═════ DATASET CONTENT ═════
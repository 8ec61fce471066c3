//! Session state and the transitions around gateway calls.
//!
//! [`SessionState`] is plain data. Each flow is split into a `begin_*` step,
//! applied before the gateway call, and a `complete_*` step applied with the
//! call's outcome, so callers can interleave other work (or other requests)
//! between the two. [`Controller`] pairs a state with a gateway and runs both
//! steps for you.

use crate::analysis::PlantAnalysis;
use crate::chat::ChatMessage;
use crate::errors::GatewayError;
use crate::gateway::PlantGateway;
use crate::multimodal::EncodedImage;
use std::fmt;
use std::str::FromStr;
use thiserror::Error;
use tokio::sync::Mutex;
use tracing::{debug, warn};

/// First message of every session.
pub const GREETING: &str = "Hello! How can I help you with your garden today?";

/// Shown when the API key is missing or rejected.
pub const INVALID_KEY_MESSAGE: &str = "The API key configured for this application is invalid. \
Please contact the site administrator.";

/// Shown for every other failure.
pub const GENERIC_ERROR_MESSAGE: &str = "An unexpected error occurred. Please try again.";

/// Maps a gateway failure to the text shown to the user.
///
/// Raw provider messages are never surfaced.
#[must_use]
pub fn user_facing_message(error: &GatewayError) -> &'static str {
    if error.is_invalid_credential() {
        INVALID_KEY_MESSAGE
    } else {
        GENERIC_ERROR_MESSAGE
    }
}

/// Model turn appended to the transcript in place of a failed reply.
#[must_use]
pub fn apology(error: &GatewayError) -> String {
    format!("Sorry, I encountered an error. {}", user_facing_message(error))
}

/// What to do with an analysis response once a newer image has been selected.
#[derive(Debug, Clone, Copy, PartialEq, Eq, Default)]
pub enum StaleResponsePolicy {
    /// Every response is applied as it arrives; the last to resolve wins even
    /// if it belongs to an earlier image.
    #[default]
    LastResolvedWins,
    /// Responses for anything but the most recent selection are dropped.
    LatestRequestWins,
}

impl StaleResponsePolicy {
    /// Name accepted by [`FromStr`] and used in configuration.
    #[must_use]
    pub const fn as_str(self) -> &'static str {
        match self {
            Self::LastResolvedWins => "last-resolved-wins",
            Self::LatestRequestWins => "latest-request-wins",
        }
    }
}

impl fmt::Display for StaleResponsePolicy {
    fn fmt(&self, f: &mut fmt::Formatter<'_>) -> fmt::Result {
        f.write_str(self.as_str())
    }
}

/// Returned when a policy name is not recognized.
#[derive(Debug, Clone, PartialEq, Eq, Error)]
#[error("unknown stale response policy `{0}` (expected last-resolved-wins or latest-request-wins)")]
pub struct UnknownPolicy(pub String);

impl FromStr for StaleResponsePolicy {
    type Err = UnknownPolicy;

    fn from_str(s: &str) -> Result<Self, Self::Err> {
        match s.trim().to_ascii_lowercase().replace('_', "-").as_str() {
            "last-resolved-wins" | "last-resolved" => Ok(Self::LastResolvedWins),
            "latest-request-wins" | "latest-request" => Ok(Self::LatestRequestWins),
            _ => Err(UnknownPolicy(s.to_string())),
        }
    }
}

/// Observable phase of the analysis flow.
#[derive(Debug, Clone, Copy, PartialEq, Eq)]
pub enum AnalysisPhase {
    Idle,
    Loading,
    Success,
    Failed,
}

/// Observable phase of the chat flow.
#[derive(Debug, Clone, Copy, PartialEq, Eq)]
pub enum ChatPhase {
    Idle,
    Thinking,
}

/// Why a chat submission was refused. No state changes when this is returned.
#[derive(Debug, Clone, Copy, PartialEq, Eq, Error)]
pub enum ChatRejection {
    #[error("message is empty")]
    Empty,
    #[error("still waiting for the previous reply")]
    Busy,
}

/// Handle for an in-flight analysis, returned by [`SessionState::begin_analysis`].
#[derive(Debug, Clone, Copy, PartialEq, Eq)]
#[must_use = "pass the ticket to complete_analysis once the gateway call settles"]
pub struct AnalysisTicket {
    generation: u64,
}

/// An accepted chat submission, returned by [`SessionState::begin_chat`].
#[derive(Debug, Clone, PartialEq, Eq)]
pub struct ChatTurn {
    /// Transcript as it stood before this submission.
    pub history: Vec<ChatMessage>,
    /// The trimmed user message.
    pub message: String,
}

/// Everything the presentation layer renders.
#[derive(Debug, Clone, PartialEq)]
pub struct SessionState {
    uploaded_image: Option<String>,
    analysis: Option<PlantAnalysis>,
    error: Option<String>,
    is_loading: bool,
    is_chat_thinking: bool,
    chat_history: Vec<ChatMessage>,
    policy: StaleResponsePolicy,
    generation: u64,
}

impl Default for SessionState {
    fn default() -> Self {
        Self::new()
    }
}

impl SessionState {
    /// Fresh session: no image, no analysis, transcript seeded with [`GREETING`].
    #[must_use]
    pub fn new() -> Self {
        Self::with_policy(StaleResponsePolicy::default())
    }

    /// Fresh session that handles superseded analysis responses per `policy`.
    #[must_use]
    pub fn with_policy(policy: StaleResponsePolicy) -> Self {
        Self {
            uploaded_image: None,
            analysis: None,
            error: None,
            is_loading: false,
            is_chat_thinking: false,
            chat_history: vec![ChatMessage::model(GREETING)],
            policy,
            generation: 0,
        }
    }

    /// `data:` URL of the most recently selected image.
    pub fn uploaded_image(&self) -> Option<&str> {
        self.uploaded_image.as_deref()
    }

    /// Result of the last applied successful analysis.
    pub fn analysis(&self) -> Option<&PlantAnalysis> {
        self.analysis.as_ref()
    }

    /// User-facing analysis error, if the last applied outcome was a failure.
    pub fn error(&self) -> Option<&str> {
        self.error.as_deref()
    }

    /// True between an image selection and the outcome that settles it.
    pub fn is_loading(&self) -> bool {
        self.is_loading
    }

    /// True while a chat reply is pending.
    pub fn is_chat_thinking(&self) -> bool {
        self.is_chat_thinking
    }

    /// Full transcript, oldest turn first.
    pub fn chat_history(&self) -> &[ChatMessage] {
        &self.chat_history
    }

    /// How superseded analysis responses are handled.
    pub fn policy(&self) -> StaleResponsePolicy {
        self.policy
    }

    /// Derived analysis phase. `Loading` takes precedence over any result.
    pub fn analysis_phase(&self) -> AnalysisPhase {
        if self.is_loading {
            AnalysisPhase::Loading
        } else if self.error.is_some() {
            AnalysisPhase::Failed
        } else if self.analysis.is_some() {
            AnalysisPhase::Success
        } else {
            AnalysisPhase::Idle
        }
    }

    /// Derived chat phase.
    pub fn chat_phase(&self) -> ChatPhase {
        if self.is_chat_thinking {
            ChatPhase::Thinking
        } else {
            ChatPhase::Idle
        }
    }

    /// Records a new image selection and enters `Loading`.
    ///
    /// Clears the previous result and error. Allowed from any phase; requests
    /// already in flight are not cancelled.
    pub fn begin_analysis(&mut self, image: &EncodedImage) -> AnalysisTicket {
        self.generation += 1;
        self.uploaded_image = Some(image.data_url());
        self.analysis = None;
        self.error = None;
        self.is_loading = true;
        AnalysisTicket {
            generation: self.generation,
        }
    }

    /// Applies the outcome of an analysis call.
    ///
    /// Returns `false` if the outcome was dropped as stale under
    /// [`StaleResponsePolicy::LatestRequestWins`]. An applied outcome replaces
    /// both the result and the error, so at most one of them is ever set.
    pub fn complete_analysis(
        &mut self,
        ticket: AnalysisTicket,
        outcome: Result<PlantAnalysis, GatewayError>,
    ) -> bool {
        if self.policy == StaleResponsePolicy::LatestRequestWins
            && ticket.generation != self.generation
        {
            debug!(
                "Dropping stale analysis response: generation={}, latest={}",
                ticket.generation, self.generation
            );
            return false;
        }

        match outcome {
            Ok(analysis) => {
                self.analysis = Some(analysis);
                self.error = None;
            }
            Err(e) => {
                warn!("Plant analysis failed: {e}");
                self.analysis = None;
                self.error = Some(user_facing_message(&e).to_string());
            }
        }
        self.is_loading = false;
        true
    }

    /// Validates a chat submission and appends it to the transcript.
    ///
    /// # Errors
    ///
    /// [`ChatRejection::Empty`] for blank input, [`ChatRejection::Busy`] while
    /// a reply is pending. Either way the state is untouched.
    pub fn begin_chat(&mut self, input: &str) -> Result<ChatTurn, ChatRejection> {
        let message = input.trim();
        if message.is_empty() {
            return Err(ChatRejection::Empty);
        }
        if self.is_chat_thinking {
            return Err(ChatRejection::Busy);
        }

        let turn = ChatTurn {
            history: self.chat_history.clone(),
            message: message.to_string(),
        };
        self.chat_history.push(ChatMessage::user(message));
        self.is_chat_thinking = true;
        Ok(turn)
    }

    /// Appends the reply, or an apology carrying the user-facing error, and
    /// returns to `Idle`.
    pub fn complete_chat(&mut self, outcome: Result<String, GatewayError>) {
        let reply = match outcome {
            Ok(text) => text,
            Err(e) => {
                warn!("Chat reply failed: {e}");
                apology(&e)
            }
        };
        self.chat_history.push(ChatMessage::model(reply));
        self.is_chat_thinking = false;
    }
}

/// A session bound to a gateway.
///
/// Methods take `&self`, so several selections can be in flight at once; the
/// state lock is never held across a gateway call.
pub struct Controller<G> {
    gateway: G,
    state: Mutex<SessionState>,
}

impl<G: PlantGateway> Controller<G> {
    /// Wraps `gateway` with a fresh [`SessionState`].
    pub fn new(gateway: G) -> Self {
        Self::with_state(gateway, SessionState::new())
    }

    /// Wraps `gateway` with an existing state, e.g. one built with
    /// [`SessionState::with_policy`].
    pub fn with_state(gateway: G, state: SessionState) -> Self {
        Self {
            gateway,
            state: Mutex::new(state),
        }
    }

    /// The wrapped gateway.
    pub fn gateway(&self) -> &G {
        &self.gateway
    }

    /// Copy of the current state for rendering.
    pub async fn snapshot(&self) -> SessionState {
        self.state.lock().await.clone()
    }

    /// Runs the analysis flow for a newly selected image.
    ///
    /// Returns whether this call's outcome was applied to the session.
    pub async fn select_image(&self, image: EncodedImage) -> bool {
        let ticket = self.state.lock().await.begin_analysis(&image);
        let outcome = self
            .gateway
            .analyze_image(&image.data, &image.mime_type)
            .await;
        self.state.lock().await.complete_analysis(ticket, outcome)
    }

    /// Runs the chat flow for one user submission.
    ///
    /// # Errors
    ///
    /// Returns the [`ChatRejection`] if the input was refused; gateway
    /// failures are not errors here, they become an apology in the transcript.
    pub async fn send_message(&self, input: &str) -> Result<(), ChatRejection> {
        let turn = self.state.lock().await.begin_chat(input)?;
        let outcome = self.gateway.chat_reply(&turn.history, &turn.message).await;
        self.state.lock().await.complete_chat(outcome);
        Ok(())
    }
}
═════
### REQUIRED ACTION
The answer should be only the number of lines in the data that contain the string "text".

### SOLUTION TO THIS TASK
2